Brooks Macdonald Annual Report and Accounts 2025

Market overview

Key macroeconomic trends UK October 2024 budget:

Sector-specific trends Growing market

US Election and ʻ Liberation Day ʼ tariffs: managing shock-and-reversal cycles The November 2024 clean sweep for President Trump and the Republican Congress rewired global risk premia overnight. Markets initially cheered the prospect of lower taxes and looser regulation, only to reverse when the ‘Liberation Day’ (2 April 2025) tariff package fuelled the stagflation risk of weaker growth and stickier inflation. The S&P 500 slid, the ‘Magnificent Seven’ group of mega-cap technology stocks slipped into a bear market, and investors witnessed the rare tandem of a falling US dollar and rising Treasury yields, indicating that investors were questioning US Treasury bonds’ ‘safe-haven’ status. How we responded Two decisions protected our clients through that turbulence. First, we had already started to diversify away from mega-cap concentration: our US underweight position meant we entered the sell-off with a more balanced style and market cap exposure, with the flexibility to further trim risk where companies looked most vulnerable. Second, our fixed-income positioning of 50% sovereign bonds and 50% investment-grade credit, targeting a lower than benchmark average duration, acted exactly as designed, counteracting equity drawdowns whilst capturing relatively attractive real yields. When President Trump announced a 90-day tariff pause, volatility halved and equities recouped most of the losses. We used that window to further reduce US weightings in low and medium-risk portfolios and reallocate capital into short-dated UK bonds. The result was that our portfolios participated in the rebound yet emerged with lower net exposure to the epicentre of policy uncertainty.
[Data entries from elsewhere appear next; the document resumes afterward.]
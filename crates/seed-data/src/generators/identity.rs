//! Identity text generation: Polish names, logins, emails, phone numbers,
//! and the in-run uniqueness registry.

use std::collections::HashSet;

use fake::Fake;
use fake::faker::internet::en::Password;
use rand::Rng;
use rand::seq::SliceRandom;
use thiserror::Error;

use blood_bank::Sex;

const MALE_FIRST_NAMES: &[&str] = &[
    "Jan", "Piotr", "Krzysztof", "Andrzej", "Tomasz", "Paweł", "Michał", "Marcin", "Jakub",
    "Adam", "Łukasz", "Mateusz", "Marek", "Grzegorz", "Wojciech", "Rafał", "Maciej", "Kamil",
    "Dariusz", "Przemysław",
];

const FEMALE_FIRST_NAMES: &[&str] = &[
    "Anna", "Maria", "Katarzyna", "Małgorzata", "Agnieszka", "Barbara", "Ewa", "Magdalena",
    "Joanna", "Aleksandra", "Zofia", "Monika", "Teresa", "Danuta", "Natalia", "Julia",
    "Karolina", "Paulina", "Żaneta", "Świętosława",
];

const MALE_LAST_NAMES: &[&str] = &[
    "Nowak", "Kowalski", "Wiśniewski", "Wójcik", "Kowalczyk", "Kamiński", "Lewandowski",
    "Zieliński", "Szymański", "Woźniak", "Dąbrowski", "Kozłowski", "Jankowski", "Mazur",
    "Wojciechowski", "Kwiatkowski", "Krawczyk", "Piotrowski", "Grabowski", "Zając",
];

const FEMALE_LAST_NAMES: &[&str] = &[
    "Nowak", "Kowalska", "Wiśniewska", "Wójcik", "Kowalczyk", "Kamińska", "Lewandowska",
    "Zielińska", "Szymańska", "Woźniak", "Dąbrowska", "Kozłowska", "Jankowska", "Mazur",
    "Wojciechowska", "Kwiatkowska", "Krawczyk", "Piotrowska", "Grabowska", "Zając",
];

pub(crate) const CITIES: &[&str] = &[
    "Warszawa", "Kraków", "Łódź", "Wrocław", "Poznań", "Gdańsk", "Szczecin", "Bydgoszcz",
    "Lublin", "Białystok", "Katowice", "Gdynia", "Częstochowa", "Radom", "Toruń", "Rzeszów",
];

pub(crate) const STREETS: &[&str] = &[
    "Kwiatowa", "Złota", "Generalna", "Wyszyńskiego", "Polna", "Leśna", "Słoneczna", "Krótka",
    "Ogrodowa", "Lipowa",
];

const EMAIL_DOMAINS: &[&str] = &["example.com", "mail.com", "webmail.com", "testmail.com", "demo.com"];

const LOGIN_SEPARATORS: &[&str] = &["", ".", "_", "-"];
const EMAIL_SEPARATORS: &[&str] = &[".", "_"];

/// A sampled first/last name pair.
#[derive(Debug, Clone)]
pub struct PersonName {
    pub first: String,
    pub last: String,
}

/// Samples a name matching the given sex.
pub fn person_name(sex: Sex, rng: &mut impl Rng) -> PersonName {
    let (firsts, lasts) = match sex {
        Sex::Male => (MALE_FIRST_NAMES, MALE_LAST_NAMES),
        Sex::Female => (FEMALE_FIRST_NAMES, FEMALE_LAST_NAMES),
    };
    PersonName {
        first: (*firsts.choose(rng).unwrap()).to_string(),
        last: (*lasts.choose(rng).unwrap()).to_string(),
    }
}

/// Samples a name of either sex.
pub fn any_person_name(rng: &mut impl Rng) -> PersonName {
    let sex = if rng.r#gen::<bool>() { Sex::Male } else { Sex::Female };
    person_name(sex, rng)
}

/// Replaces Polish diacritics with their ASCII equivalents.
pub fn fold_diacritics(input: &str) -> String {
    input
        .chars()
        .map(|c| match c {
            'ą' => 'a',
            'ć' => 'c',
            'ę' => 'e',
            'ł' => 'l',
            'ń' => 'n',
            'ó' => 'o',
            'ś' => 's',
            'ź' | 'ż' => 'z',
            'ü' => 'u',
            'Ą' => 'A',
            'Ć' => 'C',
            'Ę' => 'E',
            'Ł' => 'L',
            'Ń' => 'N',
            'Ó' => 'O',
            'Ś' => 'S',
            'Ź' | 'Ż' => 'Z',
            'Ü' => 'U',
            other => other,
        })
        .collect()
}

/// Lowercases, strips spaces, and folds diacritics for use in identifiers.
fn normalize(part: &str) -> String {
    fold_diacritics(&part.to_lowercase().replace(' ', ""))
}

fn prefix(s: &str, n: usize) -> String {
    s.chars().take(n).collect()
}

/// Builds a login candidate from one of five name patterns plus a numeric
/// suffix.
pub fn login_candidate(name: &PersonName, rng: &mut impl Rng) -> String {
    let first = normalize(&name.first);
    let last = normalize(&name.last);
    let separator = LOGIN_SEPARATORS.choose(rng).unwrap();

    let options = [
        format!("{}{}", prefix(&first, 1), last),
        format!("{}{}", first, prefix(&last, 1)),
        format!("{first}{separator}{last}"),
        format!("{}{}", prefix(&first, 3), prefix(&last, 3)),
        format!("{}{}", last, prefix(&first, 1)),
    ];

    let base = options.choose(rng).unwrap();
    format!("{base}{}", rng.gen_range(1..10000))
}

/// Appends a digit, the way a taken login is disambiguated.
pub fn bump_login(candidate: &str, rng: &mut impl Rng) -> String {
    format!("{candidate}{}", rng.gen_range(1..10))
}

/// Builds an email candidate from the same name patterns and a pool of
/// throwaway domains.
pub fn email_candidate(name: &PersonName, rng: &mut impl Rng) -> String {
    let first = normalize(&name.first);
    let last = normalize(&name.last);
    let separator = EMAIL_SEPARATORS.choose(rng).unwrap();

    let options = [
        format!("{}{}", prefix(&first, 1), last),
        format!("{}{}", first, prefix(&last, 1)),
        format!("{first}{separator}{last}"),
        format!("{}{}", prefix(&first, 3), prefix(&last, 3)),
        format!("{}{}", last, prefix(&first, 1)),
    ];

    let local = options.choose(rng).unwrap();
    let domain = EMAIL_DOMAINS.choose(rng).unwrap();
    format!("{local}{}@{domain}", rng.gen_range(1..10000))
}

/// Inserts a digit before the `@`, the way a taken email is disambiguated.
pub fn bump_email(candidate: &str, rng: &mut impl Rng) -> String {
    let digit = rng.gen_range(1..10);
    match candidate.find('@') {
        Some(at) => format!("{}{digit}{}", &candidate[..at], &candidate[at..]),
        None => format!("{candidate}{digit}"),
    }
}

/// Generates a nine-digit phone number.
pub fn phone_candidate(rng: &mut impl Rng) -> String {
    (0..9)
        .map(|_| char::from_digit(rng.gen_range(0..10), 10).unwrap())
        .collect()
}

/// Generates a ten-character password with `_` swapped for `!` so the value
/// survives the exercise's import tooling.
pub fn password(rng: &mut impl Rng) -> String {
    let raw: String = Password(10..11).fake_with_rng(rng);
    raw.replace('_', "!")
}

/// Builds a Polish-style street address.
pub fn street_address(rng: &mut impl Rng) -> String {
    let street = STREETS.choose(rng).unwrap();
    let building = rng.gen_range(1..1000);
    let zip = format!("{:02}-{:03}", rng.gen_range(0..100), rng.gen_range(0..1000));
    let city = CITIES.choose(rng).unwrap();
    format!("ul. {street} {building}, {zip} {city}")
}

/// Error raised when the rejection-sampling loop runs out of attempts.
#[derive(Debug, Clone, Error, PartialEq, Eq)]
#[error("no unique candidate found after {attempts} attempts")]
pub struct UniquenessExhausted {
    pub attempts: usize,
}

/// In-run registry of claimed values for a unique column.
///
/// Mirrors the retry-until-unique loops the seeding scripts run against the
/// database, except the bookkeeping is in memory and the loop is bounded.
#[derive(Debug)]
pub struct UniqueSet {
    seen: HashSet<String>,
    max_attempts: usize,
}

impl Default for UniqueSet {
    fn default() -> Self {
        Self::new()
    }
}

impl UniqueSet {
    pub fn new() -> Self {
        Self::with_max_attempts(100)
    }

    pub fn with_max_attempts(max_attempts: usize) -> Self {
        Self {
            seen: HashSet::new(),
            max_attempts,
        }
    }

    pub fn len(&self) -> usize {
        self.seen.len()
    }

    pub fn is_empty(&self) -> bool {
        self.seen.is_empty()
    }

    /// Claims a value drawn by `draw`, nudging collisions with `mutate`
    /// until an unseen value appears.
    pub fn claim<R: Rng>(
        &mut self,
        rng: &mut R,
        draw: impl FnOnce(&mut R) -> String,
        mut mutate: impl FnMut(&str, &mut R) -> String,
    ) -> Result<String, UniquenessExhausted> {
        let mut candidate = draw(rng);
        for _ in 0..self.max_attempts {
            if self.seen.insert(candidate.clone()) {
                return Ok(candidate);
            }
            candidate = mutate(&candidate, rng);
        }
        Err(UniquenessExhausted {
            attempts: self.max_attempts,
        })
    }

    /// Claims a value by redrawing from scratch on every collision.
    pub fn claim_redraw<R: Rng>(
        &mut self,
        rng: &mut R,
        mut draw: impl FnMut(&mut R) -> String,
    ) -> Result<String, UniquenessExhausted> {
        for _ in 0..self.max_attempts {
            let candidate = draw(rng);
            if self.seen.insert(candidate.clone()) {
                return Ok(candidate);
            }
        }
        Err(UniquenessExhausted {
            attempts: self.max_attempts,
        })
    }
}

#[cfg(test)]
mod tests {
    use super::*;
    use rand::SeedableRng;
    use rand::rngs::StdRng;

    #[test]
    fn folds_all_polish_letters() {
        assert_eq!(fold_diacritics("Łukasz Żółć"), "Lukasz Zolc");
        assert_eq!(fold_diacritics("świętosława"), "swietoslawa");
        assert_eq!(fold_diacritics("plain ascii"), "plain ascii");
    }

    #[test]
    fn login_is_ascii_lowercase() {
        let mut rng = StdRng::seed_from_u64(3);
        let name = PersonName {
            first: "Świętosława".into(),
            last: "Dąbrowska".into(),
        };
        for _ in 0..50 {
            let login = login_candidate(&name, &mut rng);
            assert!(login.is_ascii(), "non-ascii login: {login}");
            assert!(!login.contains(' '));
            assert!(!login.chars().any(|c| c.is_uppercase()));
        }
    }

    #[test]
    fn email_bump_keeps_domain() {
        let mut rng = StdRng::seed_from_u64(3);
        let bumped = bump_email("anowak12@example.com", &mut rng);
        assert!(bumped.ends_with("@example.com"));
        assert!(bumped.len() > "anowak12@example.com".len());
    }

    #[test]
    fn phone_is_nine_digits() {
        let mut rng = StdRng::seed_from_u64(3);
        let phone = phone_candidate(&mut rng);
        assert_eq!(phone.len(), 9);
        assert!(phone.chars().all(|c| c.is_ascii_digit()));
    }

    #[test]
    fn password_has_no_underscores() {
        let mut rng = StdRng::seed_from_u64(3);
        for _ in 0..50 {
            assert!(!password(&mut rng).contains('_'));
        }
    }

    #[test]
    fn unique_set_retries_collisions() {
        let mut rng = StdRng::seed_from_u64(3);
        let mut set = UniqueSet::new();

        let first = set
            .claim(&mut rng, |_| "taken".to_string(), bump_login)
            .unwrap();
        assert_eq!(first, "taken");

        let second = set
            .claim(&mut rng, |_| "taken".to_string(), bump_login)
            .unwrap();
        assert_ne!(second, "taken");
        assert!(second.starts_with("taken"));
    }

    #[test]
    fn unique_set_gives_up_eventually() {
        let mut rng = StdRng::seed_from_u64(3);
        let mut set = UniqueSet::with_max_attempts(5);

        set.claim(&mut rng, |_| "stuck".into(), |c, _| c.to_string())
            .unwrap();
        let err = set
            .claim(&mut rng, |_| "stuck".into(), |c, _| c.to_string())
            .unwrap_err();
        assert_eq!(err.attempts, 5);
    }
}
Looking ahead: tariffs, fiscal concerns and the case for discipline The relative calm seen in early summer could give way to renewed volatility as global markets digest the impact of President Trump’s new trade deals. Regardless of negotiation optics, corporate supply chains are already under disruption and capital- expenditure timetables may be deferred. At the same time, the US Government is set on an expansionary fiscal path that could widen deficits. That mix keeps bond-yields elevated and leaves central banks juggling conflicting mandates: supporting growth whilst anchoring inflation expectations. How we responded Against this backdrop, our Asset Allocation Committee has purposefully moved equities from a slight overweight back to neutral across all risk bands. Within equities, we spread risk across regions and market capitalisations, tilting toward lower-valuation areas such as the UK and Europe, whilst retaining thematic exposure to the technology theme favouring actively managed, less-concentrated vehicles. Within fixed income, we favour sovereign bonds and high-quality investment-grade credit with lower-duration exposure relative to benchmark. Real assets, now an integrated sleeve combining Property, Infrastructure and Alternative-Income, as a partial inflation hedge, offer a useful buffer if policy missteps lead to higher stagflationary risks. Structured return products, struck at conservative entry levels, round out the toolkit by delivering asymmetric pay-offs largely uncorrelated to traditional assets. In short, our strategy is not to predict the binary outcome of tariff negotiations, but to build portfolios to weather a wide range of macroeconomic scenarios.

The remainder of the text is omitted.